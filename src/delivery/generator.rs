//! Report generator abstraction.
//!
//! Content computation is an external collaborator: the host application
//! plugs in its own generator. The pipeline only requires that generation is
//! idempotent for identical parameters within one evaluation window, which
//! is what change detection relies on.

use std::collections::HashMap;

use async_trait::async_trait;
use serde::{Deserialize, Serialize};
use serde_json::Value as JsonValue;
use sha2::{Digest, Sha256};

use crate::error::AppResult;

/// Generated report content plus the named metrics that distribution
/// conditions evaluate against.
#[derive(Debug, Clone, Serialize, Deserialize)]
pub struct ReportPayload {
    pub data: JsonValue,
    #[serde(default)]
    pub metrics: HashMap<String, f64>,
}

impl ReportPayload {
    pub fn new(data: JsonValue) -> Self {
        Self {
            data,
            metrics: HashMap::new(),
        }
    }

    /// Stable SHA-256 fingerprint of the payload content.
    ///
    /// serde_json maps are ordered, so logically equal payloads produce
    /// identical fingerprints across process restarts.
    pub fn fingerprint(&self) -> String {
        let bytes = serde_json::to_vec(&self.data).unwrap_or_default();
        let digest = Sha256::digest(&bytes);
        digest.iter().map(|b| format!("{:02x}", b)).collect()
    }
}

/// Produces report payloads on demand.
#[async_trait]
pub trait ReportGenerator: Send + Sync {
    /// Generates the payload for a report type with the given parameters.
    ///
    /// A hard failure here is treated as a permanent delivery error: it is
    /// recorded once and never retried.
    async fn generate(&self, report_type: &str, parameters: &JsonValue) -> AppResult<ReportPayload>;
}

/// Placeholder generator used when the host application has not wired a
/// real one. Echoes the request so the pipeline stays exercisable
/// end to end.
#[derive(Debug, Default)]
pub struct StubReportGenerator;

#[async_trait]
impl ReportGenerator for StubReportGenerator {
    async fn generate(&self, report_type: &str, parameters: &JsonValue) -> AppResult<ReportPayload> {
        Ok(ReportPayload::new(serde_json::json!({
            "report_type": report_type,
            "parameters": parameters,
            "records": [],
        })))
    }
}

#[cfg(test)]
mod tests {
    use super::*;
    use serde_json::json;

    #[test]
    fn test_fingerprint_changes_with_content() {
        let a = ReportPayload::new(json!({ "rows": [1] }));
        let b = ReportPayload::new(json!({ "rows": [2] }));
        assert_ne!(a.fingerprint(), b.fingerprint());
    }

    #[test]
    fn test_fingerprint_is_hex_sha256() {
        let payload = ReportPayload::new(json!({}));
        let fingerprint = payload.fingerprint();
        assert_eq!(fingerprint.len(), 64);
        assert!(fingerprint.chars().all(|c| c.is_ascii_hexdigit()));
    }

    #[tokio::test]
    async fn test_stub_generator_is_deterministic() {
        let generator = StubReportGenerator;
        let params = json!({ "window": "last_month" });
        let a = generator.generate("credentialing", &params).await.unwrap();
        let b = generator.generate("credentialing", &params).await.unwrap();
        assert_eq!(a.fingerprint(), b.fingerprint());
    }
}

····················

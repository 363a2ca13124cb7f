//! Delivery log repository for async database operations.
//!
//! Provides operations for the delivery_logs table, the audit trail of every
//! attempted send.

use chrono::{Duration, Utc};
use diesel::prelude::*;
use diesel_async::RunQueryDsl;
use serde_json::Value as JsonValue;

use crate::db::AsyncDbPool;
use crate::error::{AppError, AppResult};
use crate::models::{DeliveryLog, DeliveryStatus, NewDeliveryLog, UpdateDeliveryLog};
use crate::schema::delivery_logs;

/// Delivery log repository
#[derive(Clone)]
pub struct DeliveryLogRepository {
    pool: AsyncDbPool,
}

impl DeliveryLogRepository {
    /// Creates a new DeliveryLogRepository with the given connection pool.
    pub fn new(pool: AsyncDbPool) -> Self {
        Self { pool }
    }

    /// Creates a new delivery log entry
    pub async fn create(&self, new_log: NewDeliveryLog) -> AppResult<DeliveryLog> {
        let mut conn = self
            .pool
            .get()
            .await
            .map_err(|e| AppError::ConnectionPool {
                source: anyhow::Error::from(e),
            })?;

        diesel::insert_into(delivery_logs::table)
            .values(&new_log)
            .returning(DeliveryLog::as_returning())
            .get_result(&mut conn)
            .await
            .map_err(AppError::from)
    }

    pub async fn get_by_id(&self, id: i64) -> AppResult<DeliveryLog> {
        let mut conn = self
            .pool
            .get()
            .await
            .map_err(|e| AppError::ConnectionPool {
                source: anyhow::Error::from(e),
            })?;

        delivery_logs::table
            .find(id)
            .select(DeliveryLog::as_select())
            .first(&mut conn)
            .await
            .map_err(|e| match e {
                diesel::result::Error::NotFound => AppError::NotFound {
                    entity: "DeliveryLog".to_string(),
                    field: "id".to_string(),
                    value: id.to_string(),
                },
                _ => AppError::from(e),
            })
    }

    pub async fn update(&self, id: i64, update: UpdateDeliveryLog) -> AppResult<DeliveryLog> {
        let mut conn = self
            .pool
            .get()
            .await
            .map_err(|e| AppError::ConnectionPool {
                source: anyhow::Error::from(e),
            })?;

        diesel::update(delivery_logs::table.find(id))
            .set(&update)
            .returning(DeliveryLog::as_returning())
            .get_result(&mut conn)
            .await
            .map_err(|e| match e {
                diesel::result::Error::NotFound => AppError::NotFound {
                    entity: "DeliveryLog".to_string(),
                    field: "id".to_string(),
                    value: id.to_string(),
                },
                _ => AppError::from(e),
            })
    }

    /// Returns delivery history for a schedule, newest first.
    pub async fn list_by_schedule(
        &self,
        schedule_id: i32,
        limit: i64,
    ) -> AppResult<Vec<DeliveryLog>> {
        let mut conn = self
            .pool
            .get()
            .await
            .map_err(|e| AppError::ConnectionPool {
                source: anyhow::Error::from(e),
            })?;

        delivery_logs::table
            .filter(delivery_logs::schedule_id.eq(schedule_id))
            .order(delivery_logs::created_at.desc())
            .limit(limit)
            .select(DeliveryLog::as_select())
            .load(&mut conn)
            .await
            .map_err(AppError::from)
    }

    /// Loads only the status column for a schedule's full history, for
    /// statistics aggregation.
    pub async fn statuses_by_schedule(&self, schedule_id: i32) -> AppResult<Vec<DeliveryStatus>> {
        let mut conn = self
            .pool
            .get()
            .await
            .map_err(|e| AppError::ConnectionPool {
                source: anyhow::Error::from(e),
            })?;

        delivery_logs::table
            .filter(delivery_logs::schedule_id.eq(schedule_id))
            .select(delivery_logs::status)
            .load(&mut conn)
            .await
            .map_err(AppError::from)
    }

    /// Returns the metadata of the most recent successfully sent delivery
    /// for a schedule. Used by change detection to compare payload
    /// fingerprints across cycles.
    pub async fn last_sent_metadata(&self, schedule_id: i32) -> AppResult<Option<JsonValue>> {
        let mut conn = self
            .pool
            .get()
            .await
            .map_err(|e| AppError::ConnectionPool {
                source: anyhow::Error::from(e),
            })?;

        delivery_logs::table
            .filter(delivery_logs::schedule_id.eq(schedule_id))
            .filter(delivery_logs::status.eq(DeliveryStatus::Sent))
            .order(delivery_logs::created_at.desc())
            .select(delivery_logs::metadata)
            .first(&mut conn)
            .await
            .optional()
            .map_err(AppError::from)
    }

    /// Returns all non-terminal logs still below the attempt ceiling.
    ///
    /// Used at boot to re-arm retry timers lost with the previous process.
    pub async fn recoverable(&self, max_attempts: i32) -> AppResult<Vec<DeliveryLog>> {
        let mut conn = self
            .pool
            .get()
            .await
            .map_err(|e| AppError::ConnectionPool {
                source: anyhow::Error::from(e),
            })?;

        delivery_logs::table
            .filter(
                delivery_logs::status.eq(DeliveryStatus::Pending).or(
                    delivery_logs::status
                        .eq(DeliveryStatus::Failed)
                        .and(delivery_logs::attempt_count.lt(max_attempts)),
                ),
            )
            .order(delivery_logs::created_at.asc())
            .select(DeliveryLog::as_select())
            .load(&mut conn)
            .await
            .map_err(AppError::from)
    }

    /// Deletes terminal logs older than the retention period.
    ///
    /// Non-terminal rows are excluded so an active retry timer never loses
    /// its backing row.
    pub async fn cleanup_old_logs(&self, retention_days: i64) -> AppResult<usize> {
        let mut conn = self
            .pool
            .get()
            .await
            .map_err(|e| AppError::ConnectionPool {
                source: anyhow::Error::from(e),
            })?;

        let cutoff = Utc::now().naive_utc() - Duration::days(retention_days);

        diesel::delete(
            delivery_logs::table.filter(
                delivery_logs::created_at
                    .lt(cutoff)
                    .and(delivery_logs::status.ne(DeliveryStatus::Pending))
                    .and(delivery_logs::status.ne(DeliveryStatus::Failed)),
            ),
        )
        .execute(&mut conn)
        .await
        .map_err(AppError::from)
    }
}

····················

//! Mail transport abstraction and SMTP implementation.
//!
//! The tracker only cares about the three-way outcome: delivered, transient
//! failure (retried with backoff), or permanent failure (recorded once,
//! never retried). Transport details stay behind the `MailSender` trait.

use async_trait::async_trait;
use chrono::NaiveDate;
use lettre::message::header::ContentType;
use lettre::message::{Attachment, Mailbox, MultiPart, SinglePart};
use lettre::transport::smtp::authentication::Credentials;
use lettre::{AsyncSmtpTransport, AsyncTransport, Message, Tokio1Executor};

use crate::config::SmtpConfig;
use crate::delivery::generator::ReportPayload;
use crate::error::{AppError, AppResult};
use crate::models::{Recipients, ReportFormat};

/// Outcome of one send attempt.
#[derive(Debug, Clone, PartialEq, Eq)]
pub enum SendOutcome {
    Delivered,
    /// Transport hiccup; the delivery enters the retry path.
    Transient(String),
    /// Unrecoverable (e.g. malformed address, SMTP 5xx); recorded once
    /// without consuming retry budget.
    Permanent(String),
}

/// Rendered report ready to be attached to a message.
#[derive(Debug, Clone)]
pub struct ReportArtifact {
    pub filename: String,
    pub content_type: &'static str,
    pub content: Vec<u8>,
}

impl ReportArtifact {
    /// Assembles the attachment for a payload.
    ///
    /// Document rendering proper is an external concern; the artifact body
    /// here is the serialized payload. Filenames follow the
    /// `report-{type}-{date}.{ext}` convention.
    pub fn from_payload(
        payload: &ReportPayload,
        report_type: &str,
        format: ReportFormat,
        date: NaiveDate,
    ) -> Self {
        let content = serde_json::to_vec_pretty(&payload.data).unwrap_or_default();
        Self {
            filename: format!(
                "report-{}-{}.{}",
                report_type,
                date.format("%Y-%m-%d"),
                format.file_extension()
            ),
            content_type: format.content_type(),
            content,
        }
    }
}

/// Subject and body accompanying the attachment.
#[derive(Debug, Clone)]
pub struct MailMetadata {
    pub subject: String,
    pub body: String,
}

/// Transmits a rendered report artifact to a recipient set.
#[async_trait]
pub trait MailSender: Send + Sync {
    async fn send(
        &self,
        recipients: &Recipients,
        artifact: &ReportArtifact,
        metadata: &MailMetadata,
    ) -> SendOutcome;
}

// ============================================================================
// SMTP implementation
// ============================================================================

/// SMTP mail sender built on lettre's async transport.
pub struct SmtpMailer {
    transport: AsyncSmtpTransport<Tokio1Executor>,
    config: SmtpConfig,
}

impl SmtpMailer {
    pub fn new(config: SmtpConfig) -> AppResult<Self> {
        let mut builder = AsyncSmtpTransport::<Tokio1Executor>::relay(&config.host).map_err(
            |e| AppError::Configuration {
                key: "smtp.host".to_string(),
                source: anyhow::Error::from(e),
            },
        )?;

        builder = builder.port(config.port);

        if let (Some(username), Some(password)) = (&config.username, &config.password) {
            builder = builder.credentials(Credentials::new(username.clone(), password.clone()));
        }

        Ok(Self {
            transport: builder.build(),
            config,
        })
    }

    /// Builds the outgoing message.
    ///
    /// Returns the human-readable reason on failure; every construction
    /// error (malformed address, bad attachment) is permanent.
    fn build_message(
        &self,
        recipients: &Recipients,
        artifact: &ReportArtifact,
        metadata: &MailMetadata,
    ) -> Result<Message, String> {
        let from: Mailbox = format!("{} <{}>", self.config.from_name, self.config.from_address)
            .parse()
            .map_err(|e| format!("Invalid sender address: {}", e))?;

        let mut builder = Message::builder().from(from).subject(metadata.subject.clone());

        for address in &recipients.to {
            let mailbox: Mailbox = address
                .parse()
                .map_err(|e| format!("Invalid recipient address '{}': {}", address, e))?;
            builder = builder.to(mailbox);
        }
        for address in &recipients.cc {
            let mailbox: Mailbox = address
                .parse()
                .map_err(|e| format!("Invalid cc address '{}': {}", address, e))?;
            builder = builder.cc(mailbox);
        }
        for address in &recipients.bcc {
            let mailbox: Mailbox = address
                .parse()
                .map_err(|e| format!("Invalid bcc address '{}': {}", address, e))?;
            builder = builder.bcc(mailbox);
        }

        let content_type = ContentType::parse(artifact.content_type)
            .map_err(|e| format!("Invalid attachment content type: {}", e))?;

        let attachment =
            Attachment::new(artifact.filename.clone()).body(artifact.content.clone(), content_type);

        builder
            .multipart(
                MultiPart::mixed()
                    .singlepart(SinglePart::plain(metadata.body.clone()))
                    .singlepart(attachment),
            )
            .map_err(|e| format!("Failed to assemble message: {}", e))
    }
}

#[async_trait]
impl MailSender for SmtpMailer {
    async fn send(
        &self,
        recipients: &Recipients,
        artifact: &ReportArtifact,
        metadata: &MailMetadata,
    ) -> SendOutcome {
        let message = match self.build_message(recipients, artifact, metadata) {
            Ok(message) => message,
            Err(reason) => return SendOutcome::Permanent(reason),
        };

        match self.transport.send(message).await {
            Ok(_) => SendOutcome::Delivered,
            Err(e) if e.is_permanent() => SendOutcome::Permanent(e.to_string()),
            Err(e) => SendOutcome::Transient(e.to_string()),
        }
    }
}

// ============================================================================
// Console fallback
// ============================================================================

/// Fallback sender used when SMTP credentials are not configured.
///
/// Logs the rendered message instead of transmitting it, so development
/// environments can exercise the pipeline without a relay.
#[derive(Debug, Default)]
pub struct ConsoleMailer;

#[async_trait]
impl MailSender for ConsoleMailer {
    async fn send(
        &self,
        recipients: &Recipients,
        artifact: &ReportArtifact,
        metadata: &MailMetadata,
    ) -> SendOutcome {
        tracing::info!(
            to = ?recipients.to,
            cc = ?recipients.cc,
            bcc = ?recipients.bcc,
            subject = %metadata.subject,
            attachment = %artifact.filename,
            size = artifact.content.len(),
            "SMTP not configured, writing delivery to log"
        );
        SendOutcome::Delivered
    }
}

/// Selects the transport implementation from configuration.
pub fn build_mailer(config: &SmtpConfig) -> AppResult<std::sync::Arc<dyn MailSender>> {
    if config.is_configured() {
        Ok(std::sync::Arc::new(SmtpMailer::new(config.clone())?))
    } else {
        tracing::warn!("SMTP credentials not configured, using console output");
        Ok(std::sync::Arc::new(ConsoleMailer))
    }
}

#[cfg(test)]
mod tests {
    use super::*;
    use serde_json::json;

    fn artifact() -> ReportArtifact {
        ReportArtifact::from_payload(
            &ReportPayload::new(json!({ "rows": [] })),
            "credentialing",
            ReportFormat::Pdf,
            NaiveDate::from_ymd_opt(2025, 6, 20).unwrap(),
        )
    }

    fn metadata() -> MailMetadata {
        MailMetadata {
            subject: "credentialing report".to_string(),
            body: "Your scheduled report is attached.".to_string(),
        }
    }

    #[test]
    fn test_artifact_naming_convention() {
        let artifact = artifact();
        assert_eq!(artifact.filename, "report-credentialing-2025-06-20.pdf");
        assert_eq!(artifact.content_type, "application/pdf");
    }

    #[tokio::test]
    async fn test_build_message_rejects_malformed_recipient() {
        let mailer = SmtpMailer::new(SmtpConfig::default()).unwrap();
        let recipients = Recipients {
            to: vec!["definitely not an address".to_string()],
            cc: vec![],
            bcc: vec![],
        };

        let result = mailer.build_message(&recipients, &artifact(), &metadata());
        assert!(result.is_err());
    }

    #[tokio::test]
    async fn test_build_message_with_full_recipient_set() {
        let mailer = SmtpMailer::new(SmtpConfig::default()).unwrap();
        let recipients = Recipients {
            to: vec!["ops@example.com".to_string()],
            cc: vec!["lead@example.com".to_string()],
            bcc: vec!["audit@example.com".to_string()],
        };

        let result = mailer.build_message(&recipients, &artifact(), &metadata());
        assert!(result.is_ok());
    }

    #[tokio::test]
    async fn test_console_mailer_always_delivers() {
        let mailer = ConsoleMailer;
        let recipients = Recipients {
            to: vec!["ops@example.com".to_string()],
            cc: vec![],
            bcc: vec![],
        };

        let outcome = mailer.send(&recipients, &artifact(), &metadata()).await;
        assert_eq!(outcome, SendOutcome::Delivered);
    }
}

····················

» **WORK TO BE COMPLETED**
The answer must consist of each line in the entries above that includes "process".

» **COMPLETED EXERCISE**
    /// identical fingerprints across process restarts.
    /// Used at boot to re-arm retry timers lost with the previous process.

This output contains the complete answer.